Docentes e investigadores da Universidade de Cabo Verde (Uni-CV) foram os protagonistas de uma recente reportagem do programa "Nha Terra Nha Cretcheu", intitulada "Ciência Made in CV". A comunidade científica teve a oportunidade de abordar temáticas cruciais para o país, discutindo desde a produção de conhecimento aplicado à sociedade até aos desafios estruturais e financeiros que condicionam o avanço científico no arquipélago.
Com mais de uma década dedicada ao ensino e à investigação na área das doenças infecciosas e da resistência antimicrobiana, a docente Isabel Inês Araújo defendeu uma ciência assente na responsabilidade coletiva e orientada para a melhoria das condições de vida da população. Para a investigadora, o investimento consistente neste setor constitui um alicerce indispensável para o desenvolvimento económico e social sustentável.

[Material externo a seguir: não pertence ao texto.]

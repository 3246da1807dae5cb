//! Ordered, name-unique registry of transformers.

use tracing::{info, instrument};

use coursegraph_shared::{BlockKey, CourseGraphError, Result, UsageInfo, VideoUrlConfig};
use coursegraph_structure::{BlockStructure, FieldScope};

use crate::transformer::{
    BlockStructureTransformer, CollectContext, CollectReport, TransformReport,
};
use crate::video_urls::VideoBlockUrlTransformer;

/// Pseudo-field under which a transformer's collected version is checked.
const COLLECTED_VERSION_FIELD: &str = "collected_version";

/// Holds registered transformers in the order they run.
#[derive(Default)]
pub struct TransformerRegistry {
    transformers: Vec<Box<dyn BlockStructureTransformer>>,
}

impl TransformerRegistry {
    pub fn new() -> Self {
        Self::default()
    }

    /// Registry with all built-in transformers.
    pub fn with_builtins(video: &VideoUrlConfig) -> Result<Self> {
        let mut registry = Self::new();
        registry.register(Box::new(VideoBlockUrlTransformer::new(video)?))?;
        Ok(registry)
    }

    /// Append a transformer. Names must be unique.
    pub fn register(&mut self, transformer: Box<dyn BlockStructureTransformer>) -> Result<()> {
        if self.transformers.iter().any(|t| t.name() == transformer.name()) {
            return Err(CourseGraphError::config(format!(
                "transformer '{}' registered twice",
                transformer.name()
            )));
        }
        self.transformers.push(transformer);
        Ok(())
    }

    pub fn names(&self) -> Vec<&'static str> {
        self.transformers.iter().map(|t| t.name()).collect()
    }

    pub fn len(&self) -> usize {
        self.transformers.len()
    }

    pub fn is_empty(&self) -> bool {
        self.transformers.is_empty()
    }

    /// Run every transformer's `collect`, in order, recording its write
    /// version as the structure's collected version for it.
    #[instrument(skip_all, fields(transformers = self.transformers.len(), blocks = structure.len()))]
    pub async fn collect(
        &self,
        ctx: &CollectContext<'_>,
        structure: &mut BlockStructure,
    ) -> Result<Vec<CollectReport>> {
        let mut reports = Vec::with_capacity(self.transformers.len());
        for transformer in &self.transformers {
            let report = transformer.collect(ctx, structure).await?;
            structure.set_collected_version(transformer.name(), transformer.write_version());
            reports.push(report);
        }
        info!(reports = reports.len(), "collect phase complete");
        Ok(reports)
    }

    /// Run every transformer's `transform`, in order.
    ///
    /// Fails before touching anything if a transformer was never collected
    /// for this structure, or was collected by an incompatible version.
    #[instrument(skip_all, fields(transformers = self.transformers.len(), blocks = structure.len()))]
    pub fn transform(
        &self,
        usage: &UsageInfo,
        structure: &mut BlockStructure,
    ) -> Result<Vec<TransformReport>> {
        for transformer in &self.transformers {
            check_collected(transformer.as_ref(), structure)?;
        }

        let mut reports = Vec::with_capacity(self.transformers.len());
        for transformer in &self.transformers {
            reports.push(transformer.transform(usage, structure)?);
        }
        info!(reports = reports.len(), "transform phase complete");
        Ok(reports)
    }

    /// Every `(scope, field)` pair the registered transformers expose.
    pub fn output_fields(&self) -> Vec<(FieldScope<'static>, &'static str)> {
        self.transformers
            .iter()
            .flat_map(|t| t.output_fields().iter().map(move |f| (t.scope(), *f)))
            .collect()
    }

    /// Names of transformers whose collected data must be recomputed.
    pub fn outdated(&self, structure: &BlockStructure) -> Vec<&'static str> {
        self.transformers
            .iter()
            .filter(|t| structure.collected_version(t.name()) != Some(t.write_version()))
            .map(|t| t.name())
            .collect()
    }
}

fn check_collected(
    transformer: &dyn BlockStructureTransformer,
    structure: &BlockStructure,
) -> Result<()> {
    let block = structure
        .root()
        .cloned()
        .unwrap_or_else(|| BlockKey::new("structure", "root"));

    match structure.collected_version(transformer.name()) {
        None => Err(CourseGraphError::MissingBlockData {
            block,
            transformer: transformer.name().to_string(),
            field: COLLECTED_VERSION_FIELD.to_string(),
        }),
        Some(stored) if stored != transformer.read_version() => Err(CourseGraphError::StaleField {
            block,
            transformer: transformer.name().to_string(),
            field: COLLECTED_VERSION_FIELD.to_string(),
            stored,
            expected: transformer.read_version(),
        }),
        Some(_) => Ok(()),
    }
}

#[cfg(test)]
mod tests {
    use super::*;
    use std::sync::Mutex;

    use async_trait::async_trait;
    use coursegraph_shared::{Block, CollectConfig, EncodedVideo, VideoBlock};
    use serde_json::json;

    use crate::source::AuthoredContentSource;

    /// Records the order it was called in and writes one structure-wide field.
    struct Recorder {
        name: &'static str,
        version: u32,
        log: &'static Mutex<Vec<String>>,
    }

    #[async_trait]
    impl BlockStructureTransformer for Recorder {
        fn name(&self) -> &'static str {
            self.name
        }
        fn write_version(&self) -> u32 {
            self.version
        }
        fn read_version(&self) -> u32 {
            self.version
        }
        async fn collect(
            &self,
            _ctx: &CollectContext<'_>,
            structure: &mut BlockStructure,
        ) -> Result<CollectReport> {
            self.log.lock().unwrap().push(format!("collect:{}", self.name));
            structure.set_transformer_data(&self.scope(), "seen", json!(true));
            Ok(CollectReport::new(self.name))
        }
        fn transform(
            &self,
            _usage: &UsageInfo,
            structure: &mut BlockStructure,
        ) -> Result<TransformReport> {
            self.log.lock().unwrap().push(format!("transform:{}", self.name));
            assert!(structure.get_transformer_data(&self.scope(), "seen")?.is_some());
            Ok(TransformReport::new(self.name))
        }
    }

    fn course() -> BlockStructure {
        let root = BlockKey::new("course", "c");
        let mut s = BlockStructure::with_root(Block::container(root.clone(), None));
        let mut video = VideoBlock::default();
        video.encoded_videos.insert(
            "mp4".into(),
            EncodedVideo {
                url: "http://origin/a.mp4".into(),
                file_size: 1,
            },
        );
        let key = BlockKey::new("video", "a");
        s.add_block(Block::video(key.clone(), None, video)).unwrap();
        s.add_relation(&root, &key).unwrap();
        s
    }

    #[test]
    fn duplicate_names_rejected() {
        let mut registry = TransformerRegistry::with_builtins(&VideoUrlConfig::default()).unwrap();
        let err = registry
            .register(Box::new(VideoBlockUrlTransformer::default()))
            .unwrap_err();
        assert!(err.to_string().contains("registered twice"));
        assert_eq!(registry.names(), vec!["video_url"]);
    }

    #[tokio::test]
    async fn runs_in_registration_order() {
        static LOG: Mutex<Vec<String>> = Mutex::new(Vec::new());
        let mut registry = TransformerRegistry::new();
        registry
            .register(Box::new(Recorder { name: "first", version: 1, log: &LOG }))
            .unwrap();
        registry
            .register(Box::new(Recorder { name: "second", version: 1, log: &LOG }))
            .unwrap();

        let mut s = course();
        let source = AuthoredContentSource;
        let ctx = CollectContext::new(&source, CollectConfig::default());
        registry.collect(&ctx, &mut s).await.unwrap();
        registry.transform(&UsageInfo::default(), &mut s).unwrap();

        assert_eq!(
            *LOG.lock().unwrap(),
            vec![
                "collect:first",
                "collect:second",
                "transform:first",
                "transform:second"
            ]
        );
    }

    #[tokio::test]
    async fn collect_then_transform_end_to_end() {
        let registry = TransformerRegistry::with_builtins(&VideoUrlConfig::default()).unwrap();
        let mut s = course();
        assert_eq!(registry.outdated(&s), vec!["video_url"]);

        let source = AuthoredContentSource;
        let ctx = CollectContext::new(&source, CollectConfig::default());
        let collected = registry.collect(&ctx, &mut s).await.unwrap();
        assert_eq!(collected[0].collected, 1);
        assert!(registry.outdated(&s).is_empty());

        let reports = registry.transform(&UsageInfo::default(), &mut s).unwrap();
        assert_eq!(reports[0].rewritten, 1);

        let outputs = registry.output_fields();
        assert_eq!(outputs.len(), 1);
        assert_eq!(outputs[0].1, "student_view_data");
        assert_eq!(outputs[0].0.name, "video_url");
    }

    #[test]
    fn transform_without_collect_is_missing_data() {
        let registry = TransformerRegistry::with_builtins(&VideoUrlConfig::default()).unwrap();
        let mut s = course();
        let err = registry
            .transform(&UsageInfo::default(), &mut s)
            .unwrap_err();
        assert!(matches!(err, CourseGraphError::MissingBlockData { .. }));
    }

    #[test]
    fn transform_after_incompatible_collect_is_stale() {
        let registry = TransformerRegistry::with_builtins(&VideoUrlConfig::default()).unwrap();
        let mut s = course();
        s.set_collected_version("video_url", 7);
        let err = registry
            .transform(&UsageInfo::default(), &mut s)
            .unwrap_err();
        assert!(matches!(
            err,
            CourseGraphError::StaleField {
                stored: 7,
                expected: 1,
                ..
            }
        ));
        assert_eq!(registry.outdated(&s), vec!["video_url"]);
    }
}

Nesta mesma senda, a nova geração de cientistas está a ser formada na instituição. Tânia dos Reis, doutoranda em Doenças Tropicais e Saúde Global, exemplifica o compromisso dos jovens investigadores em contribuir para as questões críticas do país, sublinhando a importância de reter talentos em Cabo Verde para evitar a fuga de cérebros.
Outro pilar fundamental da investigação na Uni-CV é liderado pela docente Neidy Rodrigues na área da biomedicina. Um dos seus projetos mais recentes explora o potencial medicinal de plantas endémicas, como a Artemisia gorgonum (Losna), procurando identificar compostos com propriedades terapêuticas.
Um dos marcos institucionais também partilhados na reportagem foi a criação do primeiro laboratório de histopatologia para investigação e ensino em Cabo Verde, instalado via projeto Incubator, que tem sido essencial para o diagnóstico de patologias graves, como o cancro da próstata.
Apesar dos avanços e do reconhecimento internacional, materializados em convites para apresentações no estrangeiro e parcerias com instituições como a Universidade de York, os cientistas consideram que a escassez de financiamento, a falta de equipamentos de ponta e as limitações em infraestruturas continuam a ser desafios diários.
Neste contexto, os investigadores são unânimes em afirmar que, num país com recursos naturais limitados, o conhecimento constitui o principal ativo estratégico. A criação de um fundo nacional dedicado à ciência, tecnologia e inovação surge, assim, como uma medida crucial para assegurar a continuidade e o fortalecimento da investigação em Cabo Verde.